TASK DETAILS:
Copy each line of the records below that mentions the word "MissingConfigError".
*** Opening TASK INPUT ***
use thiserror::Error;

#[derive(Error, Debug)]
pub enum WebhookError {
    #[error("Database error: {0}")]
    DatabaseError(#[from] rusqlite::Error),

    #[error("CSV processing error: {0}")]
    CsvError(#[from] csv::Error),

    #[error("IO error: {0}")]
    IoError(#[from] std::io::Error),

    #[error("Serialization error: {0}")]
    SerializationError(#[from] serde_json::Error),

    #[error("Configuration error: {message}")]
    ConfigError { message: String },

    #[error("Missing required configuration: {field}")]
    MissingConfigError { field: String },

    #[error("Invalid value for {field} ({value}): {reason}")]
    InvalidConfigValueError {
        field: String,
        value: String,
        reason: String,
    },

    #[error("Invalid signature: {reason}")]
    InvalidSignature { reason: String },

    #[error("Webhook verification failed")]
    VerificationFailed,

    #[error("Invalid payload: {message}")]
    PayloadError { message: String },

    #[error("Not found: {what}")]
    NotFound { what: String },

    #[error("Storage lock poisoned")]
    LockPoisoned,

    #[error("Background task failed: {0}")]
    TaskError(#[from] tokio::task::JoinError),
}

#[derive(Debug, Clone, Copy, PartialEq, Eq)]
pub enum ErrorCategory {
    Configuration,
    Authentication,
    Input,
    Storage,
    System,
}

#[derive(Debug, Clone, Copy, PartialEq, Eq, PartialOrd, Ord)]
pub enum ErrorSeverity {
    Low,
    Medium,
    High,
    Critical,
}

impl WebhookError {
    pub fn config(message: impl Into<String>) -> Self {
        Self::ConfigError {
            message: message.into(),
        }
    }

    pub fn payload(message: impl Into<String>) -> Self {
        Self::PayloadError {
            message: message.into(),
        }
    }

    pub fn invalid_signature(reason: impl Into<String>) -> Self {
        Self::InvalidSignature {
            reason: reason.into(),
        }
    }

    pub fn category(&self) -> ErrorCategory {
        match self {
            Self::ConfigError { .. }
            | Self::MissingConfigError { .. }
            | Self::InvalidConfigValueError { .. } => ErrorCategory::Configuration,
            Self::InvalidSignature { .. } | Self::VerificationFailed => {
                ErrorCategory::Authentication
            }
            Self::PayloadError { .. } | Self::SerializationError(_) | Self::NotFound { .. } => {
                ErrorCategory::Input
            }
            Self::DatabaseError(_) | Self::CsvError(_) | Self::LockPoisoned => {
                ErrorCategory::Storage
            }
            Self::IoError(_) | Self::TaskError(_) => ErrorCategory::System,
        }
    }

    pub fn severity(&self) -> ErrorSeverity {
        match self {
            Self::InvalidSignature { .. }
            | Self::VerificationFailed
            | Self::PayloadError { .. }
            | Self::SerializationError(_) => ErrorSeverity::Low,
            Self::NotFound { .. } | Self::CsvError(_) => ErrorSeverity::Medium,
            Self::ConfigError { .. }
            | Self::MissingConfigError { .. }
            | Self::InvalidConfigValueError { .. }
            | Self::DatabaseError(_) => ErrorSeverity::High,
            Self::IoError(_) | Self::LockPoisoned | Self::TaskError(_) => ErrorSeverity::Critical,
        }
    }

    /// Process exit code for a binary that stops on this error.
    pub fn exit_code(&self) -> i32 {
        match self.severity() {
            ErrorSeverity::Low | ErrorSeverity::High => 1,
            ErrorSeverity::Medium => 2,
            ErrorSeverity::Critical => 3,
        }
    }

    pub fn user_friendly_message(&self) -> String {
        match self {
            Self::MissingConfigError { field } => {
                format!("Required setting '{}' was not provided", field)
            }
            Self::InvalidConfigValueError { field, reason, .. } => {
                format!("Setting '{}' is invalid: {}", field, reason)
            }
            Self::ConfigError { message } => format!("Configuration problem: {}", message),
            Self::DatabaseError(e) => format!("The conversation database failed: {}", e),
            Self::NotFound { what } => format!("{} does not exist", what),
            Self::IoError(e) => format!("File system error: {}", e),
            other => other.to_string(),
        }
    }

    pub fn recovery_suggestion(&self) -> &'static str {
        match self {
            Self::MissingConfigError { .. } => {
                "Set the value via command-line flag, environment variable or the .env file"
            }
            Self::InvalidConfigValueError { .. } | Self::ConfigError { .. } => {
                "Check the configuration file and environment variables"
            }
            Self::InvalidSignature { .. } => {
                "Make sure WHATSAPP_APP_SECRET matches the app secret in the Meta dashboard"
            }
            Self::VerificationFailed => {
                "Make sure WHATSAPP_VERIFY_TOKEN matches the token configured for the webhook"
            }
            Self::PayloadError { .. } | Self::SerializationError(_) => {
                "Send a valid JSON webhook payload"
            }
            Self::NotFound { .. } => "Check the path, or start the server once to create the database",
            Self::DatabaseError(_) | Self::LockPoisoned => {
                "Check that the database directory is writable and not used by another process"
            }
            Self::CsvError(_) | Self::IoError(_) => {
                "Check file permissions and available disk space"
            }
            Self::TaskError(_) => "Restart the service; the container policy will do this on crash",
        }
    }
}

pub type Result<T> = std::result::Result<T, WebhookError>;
*** Closing TASK INPUT ***
*** Opening TASK INPUT ***
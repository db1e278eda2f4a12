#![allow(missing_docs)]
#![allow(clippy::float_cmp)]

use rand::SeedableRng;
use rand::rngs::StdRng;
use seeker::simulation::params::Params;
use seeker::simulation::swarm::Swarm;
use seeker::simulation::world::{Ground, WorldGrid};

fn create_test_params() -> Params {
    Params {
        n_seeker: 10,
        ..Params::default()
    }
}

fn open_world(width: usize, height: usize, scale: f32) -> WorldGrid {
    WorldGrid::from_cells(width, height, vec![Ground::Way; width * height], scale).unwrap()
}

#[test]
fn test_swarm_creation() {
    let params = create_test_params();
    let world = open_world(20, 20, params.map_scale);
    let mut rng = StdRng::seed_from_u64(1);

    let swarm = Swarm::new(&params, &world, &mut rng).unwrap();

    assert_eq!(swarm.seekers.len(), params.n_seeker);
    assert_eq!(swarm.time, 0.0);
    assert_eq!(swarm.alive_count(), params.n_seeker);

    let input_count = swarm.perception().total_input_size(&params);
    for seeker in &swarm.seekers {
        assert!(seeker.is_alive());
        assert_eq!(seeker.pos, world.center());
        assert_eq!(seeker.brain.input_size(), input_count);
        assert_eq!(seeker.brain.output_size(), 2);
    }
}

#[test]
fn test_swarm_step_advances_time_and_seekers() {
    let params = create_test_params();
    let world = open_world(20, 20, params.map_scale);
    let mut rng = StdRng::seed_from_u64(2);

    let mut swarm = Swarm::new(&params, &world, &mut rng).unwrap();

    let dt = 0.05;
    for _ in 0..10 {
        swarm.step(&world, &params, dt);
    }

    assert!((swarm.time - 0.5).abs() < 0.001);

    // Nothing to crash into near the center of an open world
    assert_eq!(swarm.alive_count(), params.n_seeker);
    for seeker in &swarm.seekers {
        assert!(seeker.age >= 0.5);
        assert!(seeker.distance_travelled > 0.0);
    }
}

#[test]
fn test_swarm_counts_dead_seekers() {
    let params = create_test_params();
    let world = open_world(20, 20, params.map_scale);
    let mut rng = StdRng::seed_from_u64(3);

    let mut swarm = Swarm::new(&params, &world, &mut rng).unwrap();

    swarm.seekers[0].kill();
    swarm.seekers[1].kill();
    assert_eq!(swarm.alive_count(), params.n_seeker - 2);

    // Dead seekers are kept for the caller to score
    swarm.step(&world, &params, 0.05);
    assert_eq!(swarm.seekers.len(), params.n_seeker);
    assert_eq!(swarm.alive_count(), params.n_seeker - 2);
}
*** Closing TASK INPUT ***
*** Opening TASK INPUT ***
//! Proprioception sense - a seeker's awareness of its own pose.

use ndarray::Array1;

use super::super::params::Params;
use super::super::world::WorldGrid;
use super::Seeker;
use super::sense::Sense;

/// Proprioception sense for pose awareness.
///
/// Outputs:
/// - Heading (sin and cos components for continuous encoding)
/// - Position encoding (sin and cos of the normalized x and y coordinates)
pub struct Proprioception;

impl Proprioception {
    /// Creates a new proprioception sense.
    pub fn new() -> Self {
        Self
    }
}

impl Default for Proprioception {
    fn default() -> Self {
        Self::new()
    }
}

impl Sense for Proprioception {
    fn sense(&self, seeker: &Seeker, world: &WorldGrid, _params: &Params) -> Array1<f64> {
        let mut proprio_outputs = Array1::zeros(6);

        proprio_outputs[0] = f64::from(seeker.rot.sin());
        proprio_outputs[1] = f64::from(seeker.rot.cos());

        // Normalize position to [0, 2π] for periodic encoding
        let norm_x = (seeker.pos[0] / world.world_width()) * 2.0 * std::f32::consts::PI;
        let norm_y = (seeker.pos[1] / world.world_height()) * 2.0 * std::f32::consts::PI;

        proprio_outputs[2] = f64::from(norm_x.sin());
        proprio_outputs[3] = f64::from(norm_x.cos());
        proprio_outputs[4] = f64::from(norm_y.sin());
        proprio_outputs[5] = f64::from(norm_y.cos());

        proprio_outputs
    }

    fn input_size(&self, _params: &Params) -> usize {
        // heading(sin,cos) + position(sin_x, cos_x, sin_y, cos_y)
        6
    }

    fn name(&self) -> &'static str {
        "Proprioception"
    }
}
*** Closing TASK INPUT ***
SOLUTION TO THIS EXERCISE:
    MissingConfigError { field: String },
            | Self::MissingConfigError { .. }
            | Self::MissingConfigError { .. }
            Self::MissingConfigError { field } => {
            Self::MissingConfigError { .. } => {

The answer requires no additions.